[Start of section]

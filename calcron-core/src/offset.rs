//! Time-offset commands written in an event description.
//!
//! One command per line. A line may start with a prefix that moves its
//! execution time away from the event start:
//!
//! ```text
//! echo 'Wake up!'                 at start
//! +10: echo 'You are late'        10 minutes after start
//! -60: start_heating.py           an hour before start
//! end: Turn off lights            at end
//! end -10: Dim lights             10 minutes before end
//! ```

use chrono::{Duration, NaiveDateTime};
use tracing::debug;

use crate::action::DerivedAction;

#[derive(Debug, Clone, Copy, PartialEq, Eq)]
enum Anchor {
    Start,
    End,
}

/// A recognized `[end][ ][+-N]:` prefix and the text that follows it.
#[derive(Debug, PartialEq, Eq)]
struct Prefix<'a> {
    anchor: Anchor,
    offset_minutes: i64,
    command: &'a str,
}

fn split_prefix(line: &str) -> Option<Prefix<'_>> {
    let mut rest = line;

    let anchor = match rest.strip_prefix("end") {
        Some(after) => {
            rest = after;
            Anchor::End
        }
        None => Anchor::Start,
    };
    rest = rest.strip_prefix(' ').unwrap_or(rest);

    let mut offset_minutes = 0;
    if let Some(sign) = rest.chars().next().filter(|c| *c == '+' || *c == '-') {
        let unsigned = &rest[1..];
        let digits = unsigned
            .find(|c: char| !c.is_ascii_digit())
            .unwrap_or(unsigned.len());
        if digits == 0 {
            return None;
        }
        let value: i64 = unsigned[..digits].parse().ok()?;
        offset_minutes = if sign == '-' { -value } else { value };
        rest = &unsigned[digits..];
    }

    let command = rest.strip_prefix(':')?;
    Some(Prefix {
        anchor,
        offset_minutes,
        command,
    })
}

/// Resolve one line to its execution time and command text.
fn resolve_line(
    line: &str,
    start: NaiveDateTime,
    end: NaiveDateTime,
) -> (NaiveDateTime, &str) {
    let resolved = split_prefix(line).and_then(|prefix| {
        let base = match prefix.anchor {
            Anchor::Start => start,
            Anchor::End => end,
        };
        let at = base.checked_add_signed(Duration::try_minutes(prefix.offset_minutes)?)?;
        Some((at, prefix.command))
    });

    let (at, command) = resolved.unwrap_or((start, line));
    (at, command.trim())
}

/// Parse a description into the commands still due at or after `now`.
pub fn parse_commands(
    description: &str,
    start: NaiveDateTime,
    end: NaiveDateTime,
    now: NaiveDateTime,
) -> Vec<DerivedAction> {
    let mut actions = Vec::new();

    for line in description.lines() {
        let (at, command) = resolve_line(line.trim(), start, end);

        if command.is_empty() {
            continue;
        }
        if at < now {
            debug!(command, %at, "Ignoring command that was scheduled for the past");
            continue;
        }

        actions.push(DerivedAction::new(command, at));
    }

    actions
}

#[cfg(test)]
mod tests {
    use super::*;
    use chrono::NaiveDate;

    fn at(y: i32, m: u32, d: u32, h: u32, min: u32) -> NaiveDateTime {
        NaiveDate::from_ymd_opt(y, m, d)
            .unwrap()
            .and_hms_opt(h, min, 0)
            .unwrap()
    }

    #[test]
    fn test_plus_offset_is_relative_to_start() {
        let start = at(3011, 6, 19, 8, 30);
        let end = at(3011, 6, 19, 9, 0);

        let actions = parse_commands("+10: cmd", start, end, at(2026, 1, 1, 0, 0));

        assert_eq!(actions, vec![DerivedAction::new("cmd", at(3011, 6, 19, 8, 40))]);
    }

    #[test]
    fn test_end_prefixes_anchor_to_end() {
        let start = at(3011, 6, 19, 18, 30);
        let end = at(3011, 6, 19, 23, 0);

        let actions = parse_commands(
            "Turn on lights\nend -10: Dim lights\nend: Turn off lights\nend+5: Lock door",
            start,
            end,
            at(2026, 1, 1, 0, 0),
        );

        assert_eq!(
            actions,
            vec![
                DerivedAction::new("Turn on lights", at(3011, 6, 19, 18, 30)),
                DerivedAction::new("Dim lights", at(3011, 6, 19, 22, 50)),
                DerivedAction::new("Turn off lights", at(3011, 6, 19, 23, 0)),
                DerivedAction::new("Lock door", at(3011, 6, 19, 23, 5)),
            ]
        );
    }

    #[test]
    fn test_line_without_prefix_runs_at_start() {
        let start = at(3011, 6, 19, 8, 30);
        let end = at(3011, 6, 19, 9, 0);

        let actions = parse_commands(
            "echo 'Wake up!'\n+10: echo 'Wake up, you are 10 minutes late!'",
            start,
            end,
            at(2026, 1, 1, 0, 0),
        );

        assert_eq!(
            actions,
            vec![
                DerivedAction::new("echo 'Wake up!'", start),
                DerivedAction::new(
                    "echo 'Wake up, you are 10 minutes late!'",
                    at(3011, 6, 19, 8, 40)
                ),
            ]
        );
    }

    #[test]
    fn test_negative_offset_before_start() {
        let start = at(2113, 12, 23, 1, 0);
        let end = at(2113, 12, 23, 2, 0);

        let actions = parse_commands("-60: start_heating.py", start, end, at(2026, 1, 1, 0, 0));

        assert_eq!(
            actions,
            vec![DerivedAction::new("start_heating.py", at(2113, 12, 23, 0, 0))]
        );
    }

    #[test]
    fn test_malformed_offset_keeps_whole_line() {
        let start = at(3011, 6, 19, 8, 30);
        let end = at(3011, 6, 19, 9, 0);

        let actions = parse_commands("+ten: cmd\nendless loop", start, end, at(2026, 1, 1, 0, 0));

        assert_eq!(
            actions,
            vec![
                DerivedAction::new("+ten: cmd", start),
                DerivedAction::new("endless loop", start),
            ]
        );
    }

    #[test]
    fn test_blank_lines_and_empty_commands_are_dropped() {
        let start = at(3011, 6, 19, 8, 30);
        let end = at(3011, 6, 19, 9, 0);

        let actions = parse_commands("\n   \nend:\n+5:   \nreal", start, end, at(2026, 1, 1, 0, 0));

        assert_eq!(actions, vec![DerivedAction::new("real", start)]);
    }

    #[test]
    fn test_commands_in_the_past_are_dropped() {
        let start = at(2026, 3, 1, 8, 0);
        let end = at(2026, 3, 1, 9, 0);
        let now = at(2026, 3, 1, 8, 30);

        let actions = parse_commands("on\n+30: halfway\n+45: later\nend: off", start, end, now);

        assert_eq!(
            actions,
            vec![
                DerivedAction::new("halfway", now),
                DerivedAction::new("later", at(2026, 3, 1, 8, 45)),
                DerivedAction::new("off", end),
            ]
        );
    }

    #[test]
    fn test_split_prefix_grammar() {
        assert_eq!(
            split_prefix("end -10: x"),
            Some(Prefix {
                anchor: Anchor::End,
                offset_minutes: -10,
                command: " x"
            })
        );
        assert_eq!(split_prefix("echo hi"), None);
        assert_eq!(split_prefix("+99999999999999999999: overflow"), None);
    }
}
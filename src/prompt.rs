//! First-run questions, asked when no settings file exists yet.

use std::io::IsTerminal;

use calcron_core::deferred::CommandTemplates;
use calcron_core::state::{ConfigurationProvider, DEFAULT_PROVIDER, PersistedState};
use calcron_core::{CalcronError, CalcronResult};
use dialoguer::{Confirm, Input, Select};
use owo_colors::OwoColorize;

const FLAVORS: [&str; 2] = [
    "Run commands when events start and end",
    "Switch a relay while events run",
];

pub struct DialoguerPrompt;

fn prompt_err(e: dialoguer::Error) -> CalcronError {
    CalcronError::Config(format!("prompt failed: {e}"))
}

fn ask(prompt: &str) -> CalcronResult<String> {
    Input::<String>::new()
        .with_prompt(prompt)
        .interact_text()
        .map(|answer| answer.trim().to_string())
        .map_err(prompt_err)
}

impl ConfigurationProvider for DialoguerPrompt {
    fn initial_state(&self) -> CalcronResult<PersistedState> {
        if !std::io::stdin().is_terminal() {
            return Err(CalcronError::Config(
                "no settings file found; run calcron once from a terminal to create it".into(),
            ));
        }

        println!("{}", "No settings found, let's create them.".bold());

        let flavor = Select::new()
            .with_prompt("  Mode")
            .items(&FLAVORS[..])
            .default(0)
            .interact()
            .map_err(prompt_err)?;

        let calendar_id = ask("  Calendar id")?;
        let provider: String = Input::new()
            .with_prompt("  Provider")
            .default(DEFAULT_PROVIDER.to_string())
            .interact_text()
            .map_err(prompt_err)?;

        let state = if flavor == 0 {
            let start = ask("  Command to run when an event starts")?;
            let end = ask("  Command to run when an event ends")?;
            let description_commands = Confirm::new()
                .with_prompt("  Take commands from event descriptions instead, when present?")
                .default(false)
                .interact()
                .map_err(prompt_err)?;
            let templates = CommandTemplates { start, end };
            PersistedState::new_commands(calendar_id, templates, description_commands)
        } else {
            let pin: u32 = Input::new()
                .with_prompt("  Relay pin")
                .interact_text()
                .map_err(prompt_err)?;
            PersistedState::new_relay(calendar_id, pin)
        };

        println!("{}", format!("  Using {} mode", state.flavor_name()).green());
        Ok(state.with_provider(provider.trim()))
    }
}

[End of section]

**TRY IT:** Which lines of the listing contain the string "create"? Copy every one of them.

**EXERCISE SOLUTION:**
                "no settings file found; run calcron once from a terminal to create it".into(),
        println!("{}", "No settings found, let's create them.".bold());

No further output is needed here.